Dirigiéndose a la Rota Romana, el 21 de enero de 2012, Benedicto XVI denunciaba la peligrosa falta de “sentido de un derecho objetivo que hay que buscar”, dejado “a merced de consideraciones que pretenden ser teológicas o pastorales, pero que al final se exponen al riesgo de la arbitrariedad”. El Santo Padre recordaba la urgencia de volver al “orden justo de la Iglesia”, a la “realidad que se disciplina”, evitando la identificación entre el derecho y las leyes positivas, para volver a anclarse en la justicia a la que está sujeta toda autoridad legislativa.

El profesor Eduardo Baura de la Peña, catedrático de Parte General del Derecho Canónico en la Pontificia Universidad de la Santa Cruz y profesor encargado en la Facultad de Derecho Canónico San Pío X, al comentar las consideraciones antes mencionadas de Benedicto XVI, mostraba el peligro de un enfoque positivista cada vez que se aleja de la naturaleza de la realidad que es disciplinada por las leyes: “Conviene recordar pues, que, aunque la potestad en la Iglesia deriva de la ley divina positiva, se trata siempre de la capacidad de cumplir una función (la de ordenar la vida de la comunidad hacia su bien), y no de un dominio personal dependiente de la sola voluntad del titular. Si la ley eclesiástica es jurídicamente vinculante [...], lo es en cuanto constituye derechos (de los súbditos o de la propia comunidad) que tienen como título el orden establecido para la comunidad por quien tiene la tarea de dirigirla para que alcance su bien, y ese orden no puede ser independiente de la realidad ordenada”. Y añadía: “La pretensión de dar valor jurídico a la ley por el hecho de que emana de la voluntad del legislador independientemente de la realidad regulada y, en consecuencia, de considerar que debe interpretarse únicamente con criterios textuales y lógicos, solo puede basarse en el positivismo jurídico, por mucho que este pueda ser ‘sacralizado’ por la consideración de que la potestad eclesiástica deriva de la fundación divina de la Iglesia” (en “La realidad disciplinada como criterio interpretativo jurídico de la ley”, en Ius Ecclesiæ 24, 2012, p. 715).

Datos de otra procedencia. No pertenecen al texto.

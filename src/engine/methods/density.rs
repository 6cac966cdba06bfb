//! Density histogram engine
//!
//! # Algorithm
//!
//! ```text
//! for c in 0..C:                          (independent restarts)
//!     z ← (c + 0.5) / C                   (every entry)
//!     repeat W times: z ← f(z; r)         (warm-up, discarded)
//!     while steps remain:
//!         fill a chunk of ≤ K rows:  row_k ← z ← f(z; r)
//!         bin every column of the chunk into the grid
//! finalize: weight columns, mark empty cells as no data
//! ```
//!
//! The seed `(c + 0.5) / C` staggers the restarts evenly across `[0, 1)`.
//! The initial state of the scenario is not used.
//!
//! # Memory
//!
//! Only one chunk of `min(K, retained) × N` values exists at any time, plus
//! the state vector and the `(n_bins, N)` grid. Total work grows with
//! `C × (W + retained)`, memory does not.

use log::debug;
use ndarray::{Array2, ArrayView1, s};

use crate::engine::histogram::{BinEdges, DensityAccumulator, DensityHistogram};
use crate::engine::{Engine, IterationConfiguration, IterationSchedule, Scenario};
use crate::maps::{IterativeMap, MapConfiguration};

// =================================================================================================
// Engine
// =================================================================================================

/// Chunked, cyclic density histogram engine
///
/// # Example
///
/// ```rust
/// use bifurc_rs::engine::{BinEdges, DensityHistogramEngine, Engine, IterationConfiguration, ParameterSweep, Scenario};
/// use bifurc_rs::maps::MapConfiguration;
/// use bifurc_rs::models::GeneralPolynomial;
///
/// let sweep = ParameterSweep::arange(0.3, 0.5, 0.01).unwrap();
/// let scenario = Scenario::uniform(Box::new(GeneralPolynomial), MapConfiguration::sweep_alpha(0.0), sweep, 0.0);
///
/// let engine = DensityHistogramEngine::new(BinEdges::arange(-5.0, 2.0, 0.05).unwrap());
/// let config = IterationConfiguration::density_with_warm_up(2, 100, 500, 128);
///
/// let histogram = engine.run(&scenario, &config).unwrap();
/// assert_eq!(histogram.shape(), (engine.edges().n_bins(), 20));
/// ```
#[derive(Debug, Clone)]
pub struct DensityHistogramEngine {
    edges: BinEdges,
}

impl DensityHistogramEngine {
    /// Engine binning into `edges`
    ///
    /// Edges are validated when built, so a non-monotone sequence never
    /// reaches the accumulation loop.
    pub fn new(edges: BinEdges) -> Self {
        Self { edges }
    }

    /// Bin edges
    pub fn edges(&self) -> &BinEdges {
        &self.edges
    }

    /// Run every cycle and return the raw accumulator (not finalized)
    pub fn accumulate<M: IterativeMap + ?Sized>(
        &self,
        scenario: &Scenario<M>,
        config: &IterationConfiguration,
    ) -> Result<DensityAccumulator, String> {
        // ====== Validation ======

        config.validate()?;
        let (cycle_count, warm_up, retained_steps, chunk_size) = match &config.schedule {
            IterationSchedule::Density { cycle_count, warm_up, retained_steps, chunk_size } => {
                (*cycle_count, *warm_up, *retained_steps, *chunk_size)
            }
            other => {
                return Err(format!(
                    "DensityHistogramEngine only supports Density configuration, got {}",
                    other.name()
                ));
            }
        };
        scenario.validate()?;

        // ====== Cycles ======

        let mut run = DensityRun::new(scenario, self.edges.clone(), chunk_size.min(retained_steps));
        for cycle in 0..cycle_count {
            run.seed((cycle as f64 + 0.5) / cycle_count as f64);
            run.warm_up(warm_up);
            run.retain(retained_steps)?;
        }

        debug!(
            "DensityHistogramEngine: {} cycles x ({} + {}) steps over {} entries, chunks of {}, {} values binned",
            cycle_count,
            warm_up,
            retained_steps,
            scenario.len(),
            chunk_size,
            run.accumulator.total()
        );

        Ok(run.accumulator)
    }
}

impl<M: IterativeMap + ?Sized> Engine<M> for DensityHistogramEngine {
    type Output = DensityHistogram;

    fn run(&self, scenario: &Scenario<M>, config: &IterationConfiguration) -> Result<DensityHistogram, String> {
        let accumulator = self.accumulate(scenario, config)?;
        let mut histogram = accumulator.finalize(scenario.sweep.as_slice())?;

        histogram.add_metadata("engine", "Density Histogram");
        histogram.add_metadata("map", scenario.get_map_name());
        histogram.add_metadata("bins", &self.edges.n_bins().to_string());
        histogram.add_metadata("raw total", &histogram.raw_total.to_string());
        histogram.add_metadata("rejected values", &histogram.rejected.to_string());
        if let IterationSchedule::Density { cycle_count, warm_up, retained_steps, chunk_size } = &config.schedule {
            histogram.add_metadata("cycles", &cycle_count.to_string());
            histogram.add_metadata("warm-up", &warm_up.to_string());
            histogram.add_metadata("retained steps", &retained_steps.to_string());
            histogram.add_metadata("chunk size", &chunk_size.to_string());
        }

        Ok(histogram)
    }

    fn name(&self) -> &'static str {
        "Density Histogram"
    }
}

// =================================================================================================
// Working buffers of one run
// =================================================================================================

/// State vector, chunk buffer and grid, owned for the duration of one run
struct DensityRun<'a, M: ?Sized> {
    map: &'a M,
    configuration: &'a MapConfiguration,
    sweep: &'a [f64],
    state: Vec<f64>,
    chunk: Array2<f64>,
    accumulator: DensityAccumulator,
}

impl<'a, M: IterativeMap + ?Sized> DensityRun<'a, M> {
    fn new(scenario: &'a Scenario<M>, edges: BinEdges, chunk_rows: usize) -> Self {
        let n = scenario.len();
        Self {
            map: scenario.map.as_ref(),
            configuration: &scenario.configuration,
            sweep: scenario.sweep.as_slice(),
            state: vec![0.0; n],
            chunk: Array2::zeros((chunk_rows, n)),
            accumulator: DensityAccumulator::new(edges, n),
        }
    }

    fn seed(&mut self, z0: f64) {
        self.state.fill(z0);
    }

    #[inline]
    fn step(&mut self) {
        let map = self.map;
        let configuration = self.configuration;
        crate::engine::for_each_entry(&mut self.state, self.sweep, |z, r| {
            *z = map.evaluate(*z, &configuration.at(r));
        });
    }

    fn warm_up(&mut self, steps: usize) {
        for _ in 0..steps {
            self.step();
        }
    }

    /// Iterate `steps` times, binning in chunks
    fn retain(&mut self, steps: usize) -> Result<(), String> {
        let capacity = self.chunk.nrows();
        let mut remaining = steps;

        while remaining > 0 {
            let rows = capacity.min(remaining);
            for row in 0..rows {
                self.step();
                self.chunk.row_mut(row).assign(&ArrayView1::from(self.state.as_slice()));
            }
            // the last chunk of a cycle may be partial
            self.accumulator.accumulate_chunk(self.chunk.slice(s![..rows, ..]))?;
            remaining -= rows;
        }
        Ok(())
    }
}

// =================================================================================================
// Tests
// =================================================================================================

Llegamos aquí al punto neurálgico del ejercicio de la autoridad en la Iglesia, incluida la autoridad suprema del Sumo Pontífice. El adagio según el cual “un papa bula, otro desbula”, que lamentablemente expresa la concepción de la potestad petrina que muchos tienen, es la traducción de ese decadente positivismo que es urgente sanar y superar, no disminuyendo o desmembrando la potestas primacista (tal vez con la excusa del diálogo ecuménico con los ortodoxos, en la línea de un nuevo “papado sinodal”) sino anclándola de nuevo en el derecho divino, en la ley natural, en el bien y en el orden objetivo de la Iglesia.